## What you have to do
The records below are to be transcribed exactly as they appear.
*** Begin section ***
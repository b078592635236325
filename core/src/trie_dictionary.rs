// core/src/trie_dictionary.rs
//
// Indexed collection of byte tries ("slots"). Slot 0 holds the shipped
// system dictionary and slot 1 the user dictionary; more slots can be added.
// Every mutation bumps the slot revision so that caches built on top of a
// slot can tell when they went stale.

use crate::trie::Trie;

/// Slot of the read-only system dictionary.
pub const SYSTEM_DICT: usize = 0;
/// Slot of the user dictionary grown by learning.
pub const USER_DICT: usize = 1;

#[derive(Debug, Clone)]
pub struct TrieDictionary {
    tries: Vec<Trie<f32>>,
    revisions: Vec<u64>,
}

impl Default for TrieDictionary {
    fn default() -> Self {
        Self::new()
    }
}

impl TrieDictionary {
    /// Create a dictionary with the system and user slots, both empty.
    pub fn new() -> Self {
        let mut dict = Self {
            tries: Vec::new(),
            revisions: Vec::new(),
        };
        dict.add_empty_dict();
        dict.add_empty_dict();
        dict
    }

    /// Append an empty slot and return its index.
    pub fn add_empty_dict(&mut self) -> usize {
        self.tries.push(Trie::new());
        self.revisions.push(0);
        self.tries.len() - 1
    }

    /// Drop every slot from `idx` on. The two built-in slots are kept.
    pub fn remove_from(&mut self, idx: usize) {
        let idx = idx.max(USER_DICT + 1);
        if idx < self.tries.len() {
            self.tries.truncate(idx);
            self.revisions.truncate(idx);
        }
    }

    pub fn dict_size(&self) -> usize {
        self.tries.len()
    }

    pub fn trie(&self, idx: usize) -> Option<&Trie<f32>> {
        self.tries.get(idx)
    }

    pub fn tries(&self) -> &[Trie<f32>] {
        &self.tries
    }

    /// Swap in a freshly built trie for `idx`.
    /// Returns `false` if the slot does not exist.
    pub fn replace_trie(&mut self, idx: usize, trie: Trie<f32>) -> bool {
        match self.tries.get_mut(idx) {
            Some(slot) => {
                *slot = trie;
                self.bump(idx);
                true
            }
            None => false,
        }
    }

    /// Insert or overwrite `key` in slot `idx`.
    pub fn add_word(&mut self, idx: usize, key: &[u8], cost: f32) -> bool {
        match self.tries.get_mut(idx) {
            Some(trie) => {
                trie.set(key, cost);
                self.bump(idx);
                true
            }
            None => false,
        }
    }

    pub fn remove_word(&mut self, idx: usize, key: &[u8]) -> bool {
        let removed = self
            .tries
            .get_mut(idx)
            .map(|trie| trie.erase(key))
            .unwrap_or(false);
        if removed {
            self.bump(idx);
        }
        removed
    }

    /// Revision counter of slot `idx`, or `None` for a missing slot.
    pub fn revision(&self, idx: usize) -> Option<u64> {
        self.revisions.get(idx).copied()
    }

    pub fn revisions(&self) -> &[u64] {
        &self.revisions
    }

    fn bump(&mut self, idx: usize) {
        if let Some(rev) = self.revisions.get_mut(idx) {
            *rev += 1;
        }
    }
}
*** End section ***
## Solved problem
repository b078592635236325
filename core/src/trie_dictionary.rs
// core/src/trie_dictionary.rs
//
// Indexed collection of byte tries ("slots"). Slot 0 holds the shipped
// system dictionary and slot 1 the user dictionary; more slots can be added.
// Every mutation bumps the slot revision so that caches built on top of a
// slot can tell when they went stale.

use crate::trie::Trie;

/// Slot of the read-only system dictionary.
pub const SYSTEM_DICT: usize = 0;
/// Slot of the user dictionary grown by learning.
pub const USER_DICT: usize = 1;

#[derive(Debug, Clone)]
pub struct TrieDictionary {
    tries: Vec<Trie<f32>>,
    revisions: Vec<u64>,
}

impl Default for TrieDictionary {
    fn default() -> Self {
        Self::new()
    }
}

impl TrieDictionary {
    /// Create a dictionary with the system and user slots, both empty.
    pub fn new() -> Self {
        let mut dict = Self {
            tries: Vec::new(),
            revisions: Vec::new(),
        };
        dict.add_empty_dict();
        dict.add_empty_dict();
        dict
    }

    /// Append an empty slot and return its index.
    pub fn add_empty_dict(&mut self) -> usize {
        self.tries.push(Trie::new());
        self.revisions.push(0);
        self.tries.len() - 1
    }

    /// Drop every slot from `idx` on. The two built-in slots are kept.
    pub fn remove_from(&mut self, idx: usize) {
        let idx = idx.max(USER_DICT + 1);
        if idx < self.tries.len() {
            self.tries.truncate(idx);
            self.revisions.truncate(idx);
        }
    }

    pub fn dict_size(&self) -> usize {
        self.tries.len()
    }

    pub fn trie(&self, idx: usize) -> Option<&Trie<f32>> {
        self.tries.get(idx)
    }

    pub fn tries(&self) -> &[Trie<f32>] {
        &self.tries
    }

    /// Swap in a freshly built trie for `idx`.
    /// Returns `false` if the slot does not exist.
    pub fn replace_trie(&mut self, idx: usize, trie: Trie<f32>) -> bool {
        match self.tries.get_mut(idx) {
            Some(slot) => {
                *slot = trie;
                self.bump(idx);
                true
            }
            None => false,
        }
    }

    /// Insert or overwrite `key` in slot `idx`.
    pub fn add_word(&mut self, idx: usize, key: &[u8], cost: f32) -> bool {
        match self.tries.get_mut(idx) {
            Some(trie) => {
                trie.set(key, cost);
                self.bump(idx);
                true
            }
            None => false,
        }
    }

    pub fn remove_word(&mut self, idx: usize, key: &[u8]) -> bool {
        let removed = self
            .tries
            .get_mut(idx)
            .map(|trie| trie.erase(key))
            .unwrap_or(false);
        if removed {
            self.bump(idx);
        }
        removed
    }

    /// Revision counter of slot `idx`, or `None` for a missing slot.
    pub fn revision(&self, idx: usize) -> Option<u64> {
        self.revisions.get(idx).copied()
    }

    pub fn revisions(&self) -> &[u64] {
        &self.revisions
    }

    fn bump(&mut self, idx: usize) {
        if let Some(rev) = self.revisions.get_mut(idx) {
            *rev += 1;
        }
    }
}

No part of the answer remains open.